Hehe, viens nous dire bonjour


----------



## Stargazer (8 Août 2005)

Ca m'a l'air sympa comme idée .... Je vais voir si je peux me joindre à vous !


----------



## Stargazer (8 Août 2005)

Fête dans le quartier d'Outremeuse (Liège)
AES-mini le dimanche 14 août en fin de journée
*Les lieu et heure restent à préciser*​





- Angie
- Lio70
- Freelancer
-






- Sylko
- pim (en pim-mobile ??)
- Stargazer






- Macounette


----------



## sylko (9 Août 2005)

Lio70 a dit:
			
		

> place du Marché
> place des Carmes (Chiroux)
> ...
> 
> ...




Impossible. Il faut un identifiant Belgacom. 

Je pars visiter l'aquarium muséum à l'Uni.


----------



## Lio70 (9 Août 2005)

sylko a dit:
			
		

> Impossible. Il faut un identifiant Belgacom.
> 
> Je pars visiter l'aquarium muséum à l'Uni.


 
J'avais oublié que le hotspot n'était pas gratuit mais tu peux acheter une carte de validité limitée dans les "presse et tabacs" 

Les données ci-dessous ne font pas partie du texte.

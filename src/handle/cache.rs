//! Local object cache.
//!
//! A [`CacheRoot`] owns the cache location (memory only, or a directory on
//! disk). Each repository gets its own [`CacheNamespace`] below it, so hashes
//! and refs of two repositories never mix.
//!
//! On-disk layout per namespace:
//!
//! ```text
//! <root>/<owner>/<name>/blob/<hash>      raw bytes
//! <root>/<owner>/<name>/tree/<hash>      JSON
//! <root>/<owner>/<name>/commit/<hash>    JSON
//! <root>/<owner>/<name>/refs/heads/<b>   hash
//! ```
//!
//! Cache writes are best effort: a failing disk only costs a warning. Files
//! are written to a temporary name and renamed into place, so a reader never
//! sees a partial object.
//!
//! With a directory configured, blobs larger than [`MEMORY_BLOB_LIMIT`] are
//! kept on disk only; trees, commits and small blobs are also held in memory.

use std::collections::HashMap;
use std::io::Write;
use std::path::{Path, PathBuf};
use std::sync::Arc;

use parking_lot::RwLock;
use tracing::{debug, warn};

use crate::storage::{GitObject, ObjectId, ObjectKind, RepoId, StorageError, StorageResult};

/// Largest blob held in memory when the namespace also has a directory.
pub const MEMORY_BLOB_LIMIT: usize = 100;

/// Where namespaces live.
#[derive(Debug, Clone, Default)]
pub struct CacheRoot {
    dir: Option<PathBuf>,
}

impl CacheRoot {
    /// Cache that lives for the process only.
    pub fn in_memory() -> Self {
        Self { dir: None }
    }

    /// Cache mirrored to `dir`.
    pub fn on_disk(dir: impl Into<PathBuf>) -> Self {
        Self { dir: Some(dir.into()) }
    }

    pub fn dir(&self) -> Option<&Path> {
        self.dir.as_deref()
    }

    /// Prepare the cache location. Must finish before jobs are dispatched.
    pub async fn init(&self) -> StorageResult<()> {
        if let Some(dir) = &self.dir {
            tokio::fs::create_dir_all(dir).await?;
            debug!(dir = %dir.display(), "cache directory ready");
        }
        Ok(())
    }

    /// A fresh namespace for one repository.
    pub fn namespace(&self, repo: &RepoId) -> CacheNamespace {
        let dir = self.dir.as_ref().map(|dir| dir.join(repo.owner()).join(repo.name()));
        CacheNamespace::new(repo.to_string(), dir)
    }
}

/// Cache scoped to one repository.
///
/// Clone this to share across layers - it uses Arc internally.
#[derive(Clone)]
pub struct CacheNamespace {
    inner: Arc<NamespaceInner>,
}

struct NamespaceInner {
    label: String,
    dir: Option<PathBuf>,
    objects: RwLock<HashMap<ObjectId, GitObject>>,
    refs: RwLock<HashMap<String, ObjectId>>,
}

impl CacheNamespace {
    fn new(label: String, dir: Option<PathBuf>) -> Self {
        Self {
            inner: Arc::new(NamespaceInner {
                label,
                dir,
                objects: RwLock::new(HashMap::new()),
                refs: RwLock::new(HashMap::new()),
            }),
        }
    }

    /// A memory-only namespace not attached to any root.
    pub fn detached(label: impl Into<String>) -> Self {
        Self::new(label.into(), None)
    }

    pub fn label(&self) -> &str {
        &self.inner.label
    }

    /// true when both values are the same namespace
    pub fn ptr_eq(&self, other: &Self) -> bool {
        Arc::ptr_eq(&self.inner, &other.inner)
    }

    /// number of objects held in memory
    pub fn len(&self) -> usize {
        self.inner.objects.read().len()
    }

    pub fn is_empty(&self) -> bool {
        self.len() == 0
    }

    pub async fn get_object(&self, kind: ObjectKind, id: &ObjectId) -> Option<GitObject> {
        let cached = self.inner.objects.read().get(id).cloned();
        if let Some(object) = cached {
            return (object.kind() == kind).then_some(object);
        }

        let path = self.object_path(kind, id)?;
        let bytes = match tokio::fs::read(&path).await {
            Ok(bytes) => bytes,
            Err(err) if err.kind() == std::io::ErrorKind::NotFound => return None,
            Err(err) => {
                warn!(cache = %self.label(), path = %path.display(), error = %err, "cache read failed");
                return None;
            }
        };

        let object = match decode(kind, bytes) {
            Ok(object) => object,
            Err(err) => {
                warn!(cache = %self.label(), hash = %id, error = %err, "dropping corrupt cache entry");
                return None;
            }
        };
        self.remember(id, &object);
        Some(object)
    }

    pub async fn put_object(&self, id: &ObjectId, object: &GitObject) {
        self.remember(id, object);

        let Some(path) = self.object_path(object.kind(), id) else {
            return;
        };
        let result = match encode(object) {
            Ok(bytes) => write_file(&path, &bytes).await,
            Err(err) => Err(err),
        };
        if let Err(err) = result {
            warn!(cache = %self.label(), hash = %id, error = %err, "cache write failed");
        }
    }

    pub async fn contains(&self, id: &ObjectId) -> bool {
        let cached = self.inner.objects.read().contains_key(id);
        if cached {
            return true;
        }
        for kind in [ObjectKind::Blob, ObjectKind::Tree, ObjectKind::Commit] {
            if let Some(path) = self.object_path(kind, id) {
                if tokio::fs::try_exists(&path).await.unwrap_or(false) {
                    return true;
                }
            }
        }
        false
    }

    /// last known hash of a ref
    pub async fn get_ref(&self, name: &str) -> Option<ObjectId> {
        let cached = self.inner.refs.read().get(name).cloned();
        if cached.is_some() {
            return cached;
        }

        let path = self.ref_path(name)?;
        let text = tokio::fs::read_to_string(&path).await.ok()?;
        let id = ObjectId::from_hex(text.trim()).ok()?;
        self.inner.refs.write().insert(name.to_string(), id.clone());
        Some(id)
    }

    pub async fn put_ref(&self, name: &str, id: &ObjectId) {
        self.inner.refs.write().insert(name.to_string(), id.clone());

        if let Some(path) = self.ref_path(name) {
            if let Err(err) = write_file(&path, id.as_str().as_bytes()).await {
                warn!(cache = %self.label(), reference = name, error = %err, "ref cache write failed");
            }
        }
    }

    fn remember(&self, id: &ObjectId, object: &GitObject) {
        let resident = match object {
            GitObject::Blob(bytes) => self.inner.dir.is_none() || bytes.len() <= MEMORY_BLOB_LIMIT,
            GitObject::Tree(_) | GitObject::Commit(_) => true,
        };
        if resident {
            self.inner.objects.write().insert(id.clone(), object.clone());
        }
    }

    fn object_path(&self, kind: ObjectKind, id: &ObjectId) -> Option<PathBuf> {
        Some(self.inner.dir.as_ref()?.join(kind.as_str()).join(id.as_str()))
    }

    fn ref_path(&self, name: &str) -> Option<PathBuf> {
        let dir = self.inner.dir.as_ref()?;
        // never let a ref name escape the namespace
        if name.split('/').any(|part| part.is_empty() || part == "..") {
            return None;
        }
        Some(dir.join(name))
    }
}

impl std::fmt::Debug for CacheNamespace {
    fn fmt(&self, f: &mut std::fmt::Formatter<'_>) -> std::fmt::Result {
        f.debug_struct("CacheNamespace")
            .field("label", &self.inner.label)
            .field("dir", &self.inner.dir)
            .finish()
    }
}

fn encode(object: &GitObject) -> StorageResult<Vec<u8>> {
    Ok(match object {
        GitObject::Blob(bytes) => bytes.clone(),
        GitObject::Tree(tree) => serde_json::to_vec(tree)?,
        GitObject::Commit(commit) => serde_json::to_vec(commit)?,
    })
}

fn decode(kind: ObjectKind, bytes: Vec<u8>) -> StorageResult<GitObject> {
    Ok(match kind {
        ObjectKind::Blob => GitObject::Blob(bytes),
        ObjectKind::Tree => GitObject::Tree(serde_json::from_slice(&bytes)?),
        ObjectKind::Commit => GitObject::Commit(serde_json::from_slice(&bytes)?),
    })
}

async fn write_file(path: &Path, bytes: &[u8]) -> StorageResult<()> {
    let parent = path
        .parent()
        .ok_or_else(|| StorageError::Internal(format!("cache path {} has no parent", path.display())))?
        .to_path_buf();
    tokio::fs::create_dir_all(&parent).await?;

    let (path, bytes) = (path.to_path_buf(), bytes.to_vec());
    tokio::task::spawn_blocking(move || -> std::io::Result<()> {
        let mut file = tempfile::NamedTempFile::new_in(&parent)?;
        file.write_all(&bytes)?;
        file.as_file().sync_all()?;
        file.persist(&path).map_err(|err| err.error)?;
        Ok(())
    })
    .await
    .map_err(|err| StorageError::Internal(format!("cache write task failed: {err}")))??;
    Ok(())
}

Amuse-toi bien à l'aquarium mais laisse Grug tranquille .


----------



## r0rk4l (9 Août 2005)

ca pourrait me tenter, si les petits jeunes qui vont switcher sont acceptés


----------



## Modern__Thing (9 Août 2005)

Hehehe, viens donc  y a pas de raisons pour faire la fete  !


----------



## poildec (9 Août 2005)

Modern__Thing a dit:
			
		

> Et kwe Poildep, tu viens ?


Pas trop le temps pour ce genre de folie (et je ne parle pas du temps de récupération ) mais je ferai peut-être un petit saut rapide en Outremeuse pour m'impregner un peu de l'ambiance. Si je vous croise je boirai bien un petit péket en votre compagnie.


----------



## Stargazer (9 Août 2005)

poildec a dit:
			
		

> Pas trop le temps pour ce genre de folie (et je ne parle pas du temps de récupération ) mais je ferai peut-être un petit saut rapide en Outremeuse pour m'impregner un peu de l'ambiance. Si je vous croise je boirai bien un petit péket en votre compagnie.



   Ouais !!!


----------



## Modern__Thing (9 Août 2005)

poildec a dit:
			
		

> Pas trop le temps pour ce genre de folie (et je ne parle pas du temps de récupération ) mais je ferai peut-être un petit saut rapide en Outremeuse pour m'impregner un peu de l'ambiance. Si je vous croise je boirai bien un petit péket en votre compagnie.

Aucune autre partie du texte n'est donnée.